■ EXERCISE DESCRIPTION:
Scan the records below, and wherever a line has the word "DeviceConfig", pull it out.

■ Saved entries:
-----
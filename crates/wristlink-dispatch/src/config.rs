//! Per-device configuration.

use serde::{Deserialize, Serialize};

/// Default low-battery threshold in percent.
pub const DEFAULT_BATTERY_THRESHOLD: u8 = 10;

/// Configuration for one device session.
///
/// Owned by the host's device configuration store and passed in at session
/// construction; the core never mutates it.
#[derive(Debug, Clone, Serialize, Deserialize)]
pub struct DeviceConfig {
    /// Battery percentage at or below which a low-battery notice is raised.
    #[serde(default = "default_battery_threshold")]
    pub battery_threshold_percent: u8,

    /// Suffix appended to outgoing notification replies (e.g. a trailing
    /// tag). Ignored when empty.
    #[serde(default)]
    pub reply_suffix: Option<String>,
}

fn default_battery_threshold() -> u8 {
    DEFAULT_BATTERY_THRESHOLD
}

impl Default for DeviceConfig {
    fn default() -> Self {
        DeviceConfig {
            battery_threshold_percent: DEFAULT_BATTERY_THRESHOLD,
            reply_suffix: None,
        }
    }
}

#[cfg(test)]
mod tests {
    use super::*;

    #[test]
    fn test_defaults_from_empty_json() {
        let config: DeviceConfig = serde_json::from_str("{}").unwrap();
        assert_eq!(config.battery_threshold_percent, DEFAULT_BATTERY_THRESHOLD);
        assert!(config.reply_suffix.is_none());
    }
}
-----
■ SOLUTION TO THE EXERCISE:
pub struct DeviceConfig {
impl Default for DeviceConfig {
        DeviceConfig {
        let config: DeviceConfig = serde_json::from_str("{}").unwrap();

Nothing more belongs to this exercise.